Казалось бы, на таком материале можно поставить настоящую «жесть» — взять пьесу Клавдиева средствами современного театра сам бог велел. Однако, лишенный особых режиссерских изысков, спектакль скорее напоминает читку. Режиссер размыкает диалоги — все говорят фронтально, в зал; старается ритмизировать действие: актеры постоянно корчатся в изогнутом дискотечном движении. Но фактически артисты просто читают клавдиевские диалоги, причем «диктофонно» записанная ультрасовременная речь даже на бумаге, при чтении пьесы, выглядит старательно замусоренной. А со сцены сленг и мат (полагаю, вполне знакомые молодым актерам) — звучат так, будто они заучили иностранные слова.
От себя режиссер добавляет вставной мотив, который повторяется снова и снова между сценами. Актер, одетый в дворника-гастарбайтера (Дмитрий Стручков), — он же в других случаях выполняет функции «рассказчика», произнося ремарки, — читает на одном из среднеазиатских языков монолог Гамлета «Быть или не быть», который синхронно переводит на русский одна из героинь. Но все же повторение этого монолога слишком уж в лоб — в духе пьесы. Образ гастарбайтера выращен из очень банального монолога другой героини о листьях, которые падают с дерева, стремясь увидеть иную жизнь. Но никакой иной жизни нет: опавшую листву заталкивают в мусорные мешки дворники. Ввод гамлетовского монолога как мерила нравственности в безнравственном мире — ход предсказуемый. Тем не менее сама по себе находка «Гамлет на таджикском» хороша и про современность говорит как раз емко и неоднозначно.

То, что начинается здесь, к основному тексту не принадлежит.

//! In-memory duplicate-vehicle grouping state, owned exclusively by the
//! Correlator.

use chrono::{DateTime, Utc};
use serde::{Deserialize, Serialize};

use super::VehicleDetection;

#[derive(Debug, Clone, Copy, PartialEq, Eq, Serialize, Deserialize)]
#[serde(rename_all = "snake_case")]
pub enum SpeedTrend {
    Initial,
    Increasing,
    Decreasing,
    Steady,
}

/// A run of radar detections believed to be the same physical vehicle.
/// Created on a detection that doesn't match any existing group; extended
/// (never re-emitted) by subsequent matching detections.
#[derive(Debug, Clone)]
pub struct VehicleGroup {
    pub group_id: String,
    pub first_timestamp: DateTime<Utc>,
    pub latest_timestamp: DateTime<Utc>,
    pub detections: Vec<VehicleDetection>,
    pub latest_speed_mph: f64,
    pub latest_speed_mps: f64,
    pub speed_trend: SpeedTrend,
}

impl VehicleGroup {
    pub fn new(group_id: String, detection: VehicleDetection) -> Self {
        let ts = detection.timestamp;
        let speed_mph = detection.speed_mph;
        let speed_mps = detection.speed_mps;
        Self {
            group_id,
            first_timestamp: ts,
            latest_timestamp: ts,
            detections: vec![detection],
            latest_speed_mph: speed_mph,
            latest_speed_mps: speed_mps,
            speed_trend: SpeedTrend::Initial,
        }
    }

    pub fn first_detection(&self) -> &VehicleDetection {
        // `detections` is never empty: `new` seeds it and `extend` only pushes.
        &self.detections[0]
    }

    pub fn detection_count(&self) -> usize {
        self.detections.len()
    }

    /// Append a matching detection, refresh `latest_*`, and recompute
    /// `speed_trend` from first-vs-last absolute speed (ties -> steady).
    pub fn extend(&mut self, detection: VehicleDetection) {
        self.latest_timestamp = detection.timestamp;
        self.latest_speed_mph = detection.speed_mph;
        self.latest_speed_mps = detection.speed_mps;

        let first_abs = self.first_detection().speed_mph.abs();
        let last_abs = detection.speed_mph.abs();
        self.speed_trend = if (last_abs - first_abs).abs() < f64::EPSILON {
            SpeedTrend::Steady
        } else if last_abs > first_abs {
            SpeedTrend::Increasing
        } else {
            SpeedTrend::Decreasing
        };

        self.detections.push(detection);
    }
}

#[cfg(test)]
mod tests {
    use super::*;
    use crate::types::{AlertLevel, SourceFormat};

    fn detection(speed_mph: f64, ts: DateTime<Utc>) -> VehicleDetection {
        VehicleDetection {
            detection_id: crate::types::random_hex_id(),
            correlation_id: "seed".into(),
            timestamp: ts,
            speed_mph,
            speed_mps: speed_mph * 0.44704,
            alert_level: AlertLevel::High,
            source_format: SourceFormat::Csv,
            magnitude: "m".into(),
            unit: "mph".into(),
            raw: String::new(),
        }
    }

    #[test]
    fn trend_decreasing_on_two_samples() {
        let t0 = Utc::now();
        let mut group = VehicleGroup::new("g1".into(), detection(30.0, t0));
        group.extend(detection(28.5, t0 + chrono::Duration::milliseconds(1200)));
        assert_eq!(group.speed_trend, SpeedTrend::Decreasing);
        assert_eq!(group.detection_count(), 2);
    }

    #[test]
    fn trend_steady_on_tie() {
        let t0 = Utc::now();
        let mut group = VehicleGroup::new("g1".into(), detection(30.0, t0));
        group.extend(detection(-30.0, t0));
        assert_eq!(group.speed_trend, SpeedTrend::Steady);
    }
}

Однако прямолинейность не обязательно опирается на крепкий диалоговый каркас. Вторая часть спектакля «Три текста про войну» в БДТ (спектакль состоит из трех сценических новелл от трех режиссеров-фильштов) поставлена Михаилом Лебедевым по пьесе современного британского драматурга Кэрил Черчилл «Семь еврейских детей». Пьеса построена как система неопределенных возгласов: будто доносящиеся до ребенка отрывки разговоров взрослых, чужих взрослых, потому что ребенок вырван из семьи войной. Такая форма, конечно, провоцирует на поиски внесловесных сценических материй, озвучивающих тот туман, в котором повисают реплики. Но на сцене — самое простое пластическое решение: четыре женщины в черном совершают экспрессивные движения. Движения вполне конкретны: то женщины выстраиваются перед стеной спиной к публике, как на расстрел, то царапают задник ногтями. Такой псевдоиносказательный язык мало чем отличается от «натуралистического» языка первой части спектакля, «Маузера». Эта часть основана на текстах Хайнера Мюллера. Вопреки авторским экспериментам с повторами фраз, с рассредоточением героя, растворением его в хоре — режиссер Андрей Гончаров предлагает бытовое решение: под рассказ о совершенных убийствах каратель давит помидоры в мясорубке.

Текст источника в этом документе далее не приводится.